The king is a fink is an abstract painting about the time I was arrested for fighting the king of the United States of America.
It is an acrylic painting on MDF board.
The dimensions are of the actual artwork are 90cmx60cmx1cm.
It is sold unframed.
The story behind The king is a fink
At 2 a.m. I was dragged out of my bed by a dozen secret service police officers and placed under arrest. Thrown into the back of a 1974 Chevy van hand-cuffed I was forced to endure a wild ride as the driver deliberately drove in a careless manner. This was to rough me up.
The reason – because the day before I had shouted very loudly that the “king is a fink!”
Looking like I had been through a tornado, covered in bruises from head to toe, I was yanked out of the van. Two burly secret service agents then proceeded to march me up to the throne room of the king of the United States of America.
I was kicking at my captors, cursing a stream of insults when I was unceremoniously dumped before the feet of the fake king. An agent quickly removed the hand cuffs. As I gradually began to lift myself into my feet I took a quick look around the room. There were around two dozen of the kings closest advisers, all of them stood quietly with a smirk on their face. They stared at me – the usurper.
“So this is the anarchist!” spoke the king in a mocking tone.
I turned to face him.
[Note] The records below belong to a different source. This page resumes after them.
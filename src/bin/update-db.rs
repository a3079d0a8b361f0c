use anyhow::{bail, Context, Result};
use clap::Parser;
use std::path::{Path, PathBuf};

use essentia_index::normalize::{normalize_album_str, normalize_artist_bulk};
use essentia_index::progress::init_logging;
use essentia_index::store::{TagColumn, TrackStore};

#[derive(Parser)]
#[command(name = "update-db")]
#[command(about = "Maintenance for the Essentia track store")]
struct Args {
    /// Database file
    #[arg(short, long, default_value = "essentia.db")]
    db: PathBuf,

    /// File listing path prefixes to flag as ignored, one per line
    #[arg(short, long)]
    ignore: Option<PathBuf>,

    /// Normalize artist, albumartist, and album
    #[arg(short, long)]
    normalize: bool,
}

fn read_ignore_list(path: &Path) -> Result<Vec<String>> {
    if !path.exists() {
        bail!("{} does not exist", path.display());
    }
    let text = std::fs::read_to_string(path)
        .with_context(|| format!("Failed to read {}", path.display()))?;
    Ok(text
        .lines()
        .map(str::trim)
        .filter(|line| !line.is_empty())
        .map(String::from)
        .collect())
}

fn normalize(store: &mut TrackStore) -> Result<()> {
    for column in [TagColumn::Artist, TagColumn::AlbumArtist, TagColumn::Album] {
        tracing::info!("Normalizing: {}", column.as_str());
        let changed = match column {
            TagColumn::Album => store.rewrite_column(column, normalize_album_str)?,
            _ => store.rewrite_column(column, normalize_artist_bulk)?,
        };
        tracing::info!("  {} distinct values changed", changed);
    }
    Ok(())
}

fn main() -> Result<()> {
    init_logging("info");
    let args = Args::parse();

    if !args.normalize && args.ignore.is_none() {
        tracing::info!("Nothing to do");
        return Ok(());
    }
    if !args.db.exists() {
        bail!("{} does not exist", args.db.display());
    }

    let mut store = TrackStore::open(&args.db)
        .with_context(|| format!("Failed to open {}", args.db.display()))?;

    if let Some(ignore) = &args.ignore {
        let prefixes = read_ignore_list(ignore)?;
        let flagged = store.apply_ignore_list(&prefixes)?;
        tracing::info!("Flagged {} tracks as ignored", flagged);
    }

    if args.normalize {
        normalize(&mut store)?;
    }

    Ok(())
}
He was old, wrinkled and strangely glowed a bright orange, except around the eyes, which were pale pink. His toupee sat on his head half-cocked and yet he seemed oblivious to how he looked like a sad clown. A mad, sad deranged king.
I took a deep breath, before I answered. “Yes this is the anarchist who dared to curse the o’mighty king. The man who challenges your authority.” I paused before offering “And I challenge you to a fight!”
The kings eyes squinted, he looked at me, then looked to his left and right at his key advisers. I saw several generals give a quick nod.
The king rose from his thrown, throwing his elegant but robe to the ground.
“I accept your challenge!” he shouted.
He lunged at me and just as he came close I side stepped him. Hey cursed and turned to face me. He lunged again, his face turning red with fury. As he got within striking distance I dropped into a squat with incredible speed. Just as he went to strike his feeble punch missed, I had ducked underneath him and then with a great explosion upwards I came up and threw him into a judo throw which had the silly fat king tumbling ten feet through the air.
Just as quick I turned behind me to see him land heavily on the floor. His body was just like a rubber balloon, it squished up on landing before bouncing up in the air. And just like that it made a huge POP! The orange king flew wildly around the room making a farting sound as the rubber ball lost air. At the same time it dropped a tiny little baby softly onto the floor.
A gasp arose from everyone (including me) in the throne room. These events of a few seconds were absolutely incredible. Nothing like this had ever been seen before. As the orange popped balloon finally landed fifty foot behind the throne we all looked to the little infant who sat on the floor with a look on his face of amusement.
“Ooh ahhh ahhh haaaa” the little baby boy sounded. Then his little angelic face squinted and made another different face. And shat on the floor.
“Ahhh haha ha” He then cried with joy.
The crowd moved quickly to the real true king – the baby who lived in a rubber balloon shaped like a man. I sensed it was time to leave.